Hoe blij ik ook ben met het feit dat ze me nog steeds eerst vragen of iets ‘mag’, is mijn eerste reactie:
“Weet ik veel. Wat is Snapchat?”
“Nou, gewoon. Leuk. En iedereen zit erop!”
“Nou en. Vroeger zat iedereen op een paard. Wat is er mis met een kaartje sturen?”
“Sjezus pap, blijf jij maar lekker bij je postduiven. Ik installeer Snapchat gewoon, jij snapt er toch niks van.”
Prima. Opgelost.
Ik snap er natuurlijk best wel wat van. Ik ben niet helemáál wereldvreemd en zeker geen internetdummy. Ik heb het enkel niet zo op dat rondsturen van plaatjes van je poes of je meest recente drol. Ik heb een bloedhekel aan het gepling van die foon omdat de zoveelste Whatsapp of Facebook-message binnensijpelt. En ik erger me aan het feit dat je een extra rotzooi-mailaccount moet hebben als je de ergste door online shoppen geïnitieerde spam wilt omzeilen. Snapchat is gewoon meer van diezelfde onzinnige online geldingsdrang. “Ik ben er! Ik ben hier!! Zie je mij? Kijk nou! Zie je mij?!?”
Dat. 24/7.
“Pap, kijk!! Gaaf hè?”
Ik staar verbijsterd naar Simone’s schermpje. De prachtige foto die ik van haar gemaakt heb toen we langs het IJsselmeer wandelden, is totaal verkracht. Ik kan het niet anders beschrijven. Bovenop haar hoofd prijken twee roze kattenoren. Ze heeft een roze, driehoekige neus met dito roze kattenwangetjes en rare snorharen. Vre-se-lijk.
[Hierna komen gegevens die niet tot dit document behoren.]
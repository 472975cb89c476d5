//! `taskpool task list|add-sync|add-cmd|remove`

use std::path::PathBuf;

use anyhow::{Context, Result};
use clap::{Args, Subcommand};
use serde::Serialize;
use tabled::{settings::Style, Table, Tabled};

use taskpool_core::{CommandTask, SyncTask, Task};

use super::ConfigLocation;

#[derive(Subcommand, Debug)]
pub enum TaskCommand {
    /// Show every task with its index.
    List {
        /// Emit machine-readable JSON.
        #[arg(long)]
        json: bool,
    },

    /// Add a directory sync task.
    AddSync(AddSyncArgs),

    /// Add a command task.
    AddCmd(AddCmdArgs),

    /// Remove the task at <index> (see `taskpool task list`).
    Remove {
        index: usize,
    },
}

#[derive(Args, Debug)]
pub struct AddSyncArgs {
    /// Group id the task belongs to.
    #[arg(long, short = 'g')]
    pub group: i64,

    /// Source directory.
    pub source: PathBuf,

    /// Destination directory.
    pub destination: PathBuf,
}

#[derive(Args, Debug)]
pub struct AddCmdArgs {
    /// Group id the task belongs to.
    #[arg(long, short = 'g')]
    pub group: i64,

    /// Working directory; defaults to wherever `taskpool run` is started.
    #[arg(long, short = 'd')]
    pub dir: Option<PathBuf>,

    /// Label shown in progress output instead of the command line.
    #[arg(long, short = 'l')]
    pub label: Option<String>,

    /// Program and arguments, split on whitespace when run. No shell.
    #[arg(required = true, trailing_var_arg = true, allow_hyphen_values = true)]
    pub command: Vec<String>,
}

pub fn run(location: &ConfigLocation, cmd: TaskCommand) -> Result<()> {
    match cmd {
        TaskCommand::List { json } => list(location, json),
        TaskCommand::AddSync(args) => add_sync(location, args),
        TaskCommand::AddCmd(args) => add_cmd(location, args),
        TaskCommand::Remove { index } => remove(location, index),
    }
}

#[derive(Tabled)]
struct TaskRow {
    #[tabled(rename = "#")]
    index: usize,
    #[tabled(rename = "group")]
    group: String,
    #[tabled(rename = "type")]
    kind: &'static str,
    #[tabled(rename = "task")]
    detail: String,
}

#[derive(Serialize)]
struct TaskJson<'a> {
    index: usize,
    #[serde(flatten)]
    task: &'a Task,
}

fn list(location: &ConfigLocation, json: bool) -> Result<()> {
    let config = location.load()?;

    if json {
        let payload: Vec<TaskJson<'_>> = config
            .tasks
            .iter()
            .enumerate()
            .map(|(index, task)| TaskJson { index, task })
            .collect();
        println!(
            "{}",
            serde_json::to_string_pretty(&payload).context("failed to serialize task JSON")?
        );
        return Ok(());
    }

    println!("Group order: {}", config.group_order());
    println!("Force copy:  {}", if config.force_copy { "on" } else { "off" });
    if config.tasks.is_empty() {
        println!("No tasks defined.");
        println!("Run: taskpool task add-sync --group 1 <src> <dst>");
        return Ok(());
    }

    let rows: Vec<TaskRow> = config
        .tasks
        .iter()
        .enumerate()
        .map(|(index, task)| TaskRow {
            index,
            group: task.group_id().to_string(),
            kind: task.kind(),
            detail: describe(task),
        })
        .collect();
    let mut table = Table::new(rows);
    table.with(Style::rounded());
    println!("{table}");
    Ok(())
}

fn describe(task: &Task) -> String {
    match task {
        Task::Sync(sync) => format!(
            "{} → {}",
            sync.source.display(),
            sync.destination.display()
        ),
        Task::Command(cmd) => {
            let mut text = cmd.command_line.clone();
            if !cmd.working_dir.as_os_str().is_empty() {
                text.push_str(&format!("  (in {})", cmd.working_dir.display()));
            }
            if !cmd.label.is_empty() {
                text = format!("{}: {text}", cmd.label);
            }
            text
        }
    }
}

fn add_sync(location: &ConfigLocation, args: AddSyncArgs) -> Result<()> {
    let mut config = location.load()?;
    let task = Task::from(SyncTask::new(args.group, args.source, args.destination));
    let message = format!(
        "✓ Added sync task #{} to group {}: {}",
        config.tasks.len(),
        task.group_id(),
        describe(&task)
    );
    config.push_task(task);
    location.save(&config)?;
    println!("{message}");
    Ok(())
}

fn add_cmd(location: &ConfigLocation, args: AddCmdArgs) -> Result<()> {
    let mut config = location.load()?;
    let mut task = CommandTask::new(
        args.group,
        args.dir.unwrap_or_default(),
        args.command.join(" "),
    );
    if let Some(label) = args.label {
        task = task.with_label(label);
    }
    let message = format!(
        "✓ Added command task #{} to group {}: {}",
        config.tasks.len(),
        task.group_id,
        task.display_name()
    );
    config.push_task(task);
    location.save(&config)?;
    println!("{message}");
    Ok(())
}

fn remove(location: &ConfigLocation, index: usize) -> Result<()> {
    let mut config = location.load()?;
    let removed = config.remove_task(index)?;
    location.save(&config)?;
    println!("✓ Removed task #{index} ({removed})");
    Ok(())
}
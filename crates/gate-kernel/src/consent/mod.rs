//! Consent Protocol
//!
//! Issues unforgeable, single-use challenges and redeems them into
//! [`UserConsent`] proofs.
//!
//! A challenge carries a random token and a private HMAC key. The token is
//! meant to reach a human over a channel the agent does not control; the human
//! types it back, and only then is a consent minted with
//! `signature = HMAC-SHA256(key, response)`. Consent is therefore not a flag
//! the caller sets but proof of having observed a value it could not guess.
//!
//! Runtime checks performed here:
//! - Constant-time token comparison on redemption
//! - Single use: a redeemed challenge leaves the pending set
//! - Challenge and consent lifetime, evaluated lazily against the clock

use crate::clock::Clock;
use crate::config::{GateConfig, SIGNING_KEY_BYTES};
use crate::types::ThreatTier;
use chrono::{DateTime, Duration, Utc};
use hmac::{Hmac, Mac};
use parking_lot::Mutex;
use rand::rngs::OsRng;
use rand::RngCore;
use sha2::Sha256;
use std::collections::HashMap;
use std::fmt;
use std::sync::Arc;
use subtle::ConstantTimeEq;

type HmacSha256 = Hmac<Sha256>;

/// Length of an HMAC-SHA256 tag
pub const SIGNATURE_BYTES: usize = 32;

/// Per-challenge HMAC key. Never serialized, never printed.
#[derive(Clone)]
struct SigningSecret([u8; SIGNING_KEY_BYTES]);

impl SigningSecret {
    fn generate() -> Self {
        let mut key = [0u8; SIGNING_KEY_BYTES];
        OsRng.fill_bytes(&mut key);
        Self(key)
    }

    fn mac(&self) -> Option<HmacSha256> {
        HmacSha256::new_from_slice(&self.0).ok()
    }

    fn sign(&self, message: &[u8]) -> Option<[u8; SIGNATURE_BYTES]> {
        let mut mac = self.mac()?;
        mac.update(message);
        let mut tag = [0u8; SIGNATURE_BYTES];
        tag.copy_from_slice(&mac.finalize().into_bytes());
        Some(tag)
    }

    fn verify(&self, message: &[u8], signature: &[u8]) -> bool {
        match self.mac() {
            Some(mut mac) => {
                mac.update(message);
                mac.verify_slice(signature).is_ok()
            }
            None => false,
        }
    }

    fn same_as(&self, other: &SigningSecret) -> bool {
        self.0.ct_eq(&other.0).into()
    }
}

impl fmt::Debug for SigningSecret {
    fn fmt(&self, f: &mut fmt::Formatter<'_>) -> fmt::Result {
        f.write_str("SigningSecret(<redacted>)")
    }
}

/// A challenge presented to a human before a consent-requiring operation.
///
/// Only [`ConsentProtocol::request_consent`] creates these.
#[derive(Debug, Clone)]
pub struct ConsentChallenge {
    token: String,
    description: String,
    affected_resources: Vec<String>,
    threat_tier: ThreatTier,
    issued_at: DateTime<Utc>,
    signing_key: SigningSecret,
}

impl ConsentChallenge {
    /// The secret the human must type back. Transmit it only over a
    /// human-facing channel.
    pub fn token(&self) -> &str {
        &self.token
    }

    pub fn description(&self) -> &str {
        &self.description
    }

    pub fn affected_resources(&self) -> &[String] {
        &self.affected_resources
    }

    pub fn threat_tier(&self) -> ThreatTier {
        self.threat_tier
    }

    pub fn issued_at(&self) -> DateTime<Utc> {
        self.issued_at
    }
}

/// Proof that a human approved one specific operation.
///
/// Bound to the challenge it answers, so it cannot authorize a different
/// operation. Not `Clone`: executing with it consumes it.
#[derive(Debug)]
pub struct UserConsent {
    challenge: ConsentChallenge,
    response_token: String,
    signature: [u8; SIGNATURE_BYTES],
    granted_at: DateTime<Utc>,
}

impl UserConsent {
    pub fn challenge(&self) -> &ConsentChallenge {
        &self.challenge
    }

    /// Description of the operation this consent was granted for
    pub fn description(&self) -> &str {
        &self.challenge.description
    }

    pub fn threat_tier(&self) -> ThreatTier {
        self.challenge.threat_tier
    }

    pub fn response_token(&self) -> &str {
        &self.response_token
    }

    pub fn signature_hex(&self) -> String {
        hex::encode(self.signature)
    }

    pub fn granted_at(&self) -> DateTime<Utc> {
        self.granted_at
    }

    /// Recompute the HMAC over the response token and compare in constant time
    pub fn is_valid(&self) -> bool {
        self.challenge
            .signing_key
            .verify(self.response_token.as_bytes(), &self.signature)
    }

    pub fn age_at(&self, now: DateTime<Utc>) -> Duration {
        now - self.granted_at
    }

    pub fn is_expired_at(&self, now: DateTime<Utc>, ttl: Duration) -> bool {
        self.age_at(now) > ttl
    }

    /// Consent whose signature was not produced by the challenge key
    #[cfg(test)]
    pub(crate) fn forged(challenge: ConsentChallenge, granted_at: DateTime<Utc>) -> Self {
        let response_token = challenge.token.clone();
        Self {
            challenge,
            response_token,
            signature: [0u8; SIGNATURE_BYTES],
            granted_at,
        }
    }
}

/// Issues and redeems challenges for one session.
///
/// The pending set is per session and never shared.
pub struct ConsentProtocol {
    pending: Mutex<HashMap<String, ConsentChallenge>>,
    clock: Arc<dyn Clock>,
    ttl: Duration,
    token_bytes: usize,
}

impl ConsentProtocol {
    pub fn new(clock: Arc<dyn Clock>, config: &GateConfig) -> Self {
        Self {
            pending: Mutex::new(HashMap::new()),
            clock,
            ttl: config.consent_ttl(),
            token_bytes: config.token_bytes,
        }
    }

    /// Issue a fresh challenge with its own key and token
    pub fn request_consent(
        &self,
        description: impl Into<String>,
        affected_resources: Vec<String>,
        threat_tier: ThreatTier,
    ) -> ConsentChallenge {
        let now = self.clock.now();
        let mut pending = self.pending.lock();
        pending.retain(|_, c| now - c.issued_at <= self.ttl);

        let mut token = generate_token(self.token_bytes);
        while pending.contains_key(&token) {
            token = generate_token(self.token_bytes);
        }

        let challenge = ConsentChallenge {
            token,
            description: description.into(),
            affected_resources,
            threat_tier,
            issued_at: now,
            signing_key: SigningSecret::generate(),
        };
        pending.insert(challenge.token.clone(), challenge.clone());

        tracing::info!(
            threat_tier = %threat_tier,
            description = %challenge.description,
            "consent challenge issued"
        );
        challenge
    }

    /// Redeem a challenge with the response typed by a human.
    ///
    /// Returns `None` when the response does not match, the challenge was
    /// already redeemed, or it outlived the consent lifetime. No reason is
    /// given to the caller.
    pub fn grant_consent(
        &self,
        challenge: &ConsentChallenge,
        response: &str,
    ) -> Option<UserConsent> {
        let matches: bool = response.as_bytes().ct_eq(challenge.token.as_bytes()).into();
        if !matches {
            tracing::warn!(description = %challenge.description, "consent response rejected");
            return None;
        }

        let now = self.clock.now();
        let stored = {
            let mut pending = self.pending.lock();
            let Some(stored) = pending.remove(&challenge.token) else {
                tracing::warn!(description = %challenge.description, "consent challenge not pending");
                return None;
            };
            stored
        };

        if !stored.signing_key.same_as(&challenge.signing_key) {
            tracing::error!("presented challenge does not match the issued one");
            return None;
        }
        if now - stored.issued_at > self.ttl {
            tracing::warn!(description = %stored.description, "consent challenge expired before redemption");
            return None;
        }

        let signature = stored.signing_key.sign(response.as_bytes())?;
        tracing::info!(description = %stored.description, "consent granted");
        Some(UserConsent {
            challenge: stored,
            response_token: response.to_owned(),
            signature,
            granted_at: now,
        })
    }

    pub fn is_pending(&self, challenge: &ConsentChallenge) -> bool {
        self.pending.lock().contains_key(&challenge.token)
    }

    pub fn pending_count(&self) -> usize {
        self.pending.lock().len()
    }

    pub fn ttl(&self) -> Duration {
        self.ttl
    }
}

fn generate_token(bytes: usize) -> String {
    let mut raw = vec![0u8; bytes];
    OsRng.fill_bytes(&mut raw);
    hex::encode(raw)
}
“Nee. Doe weg,” antwoord ik nors, en kijk de andere kant op.
“Shit, pap, jij wordt echt een ouwe, sjaggie knar, weet je dat?”
En dát… is het moment waarop ik ‘t opgeef. Ik snap totaal niet wat er nu leuk aan is om jezelf uit te dossen met kattenoren, hondentongen of bambi-ogen. Waaróm in hemelsnaam? Is dat wat zelfs mijn kroost nu ‘gaaf’ vindt? Ik kijk nog liever naar een kwijlende zombie.
Maar niet alleen kinderen doen dat; ik zie op social media zelfs met grote regelmaat tot hond of kat gemutileerde volwassenen langs komen. Afschuwelijk. Het liefst zou ik overal een boze emoticon onder pleuren, maar dat staat zo asociaal. Dus mute ik iedereen die zichzelf met die meuk versiert.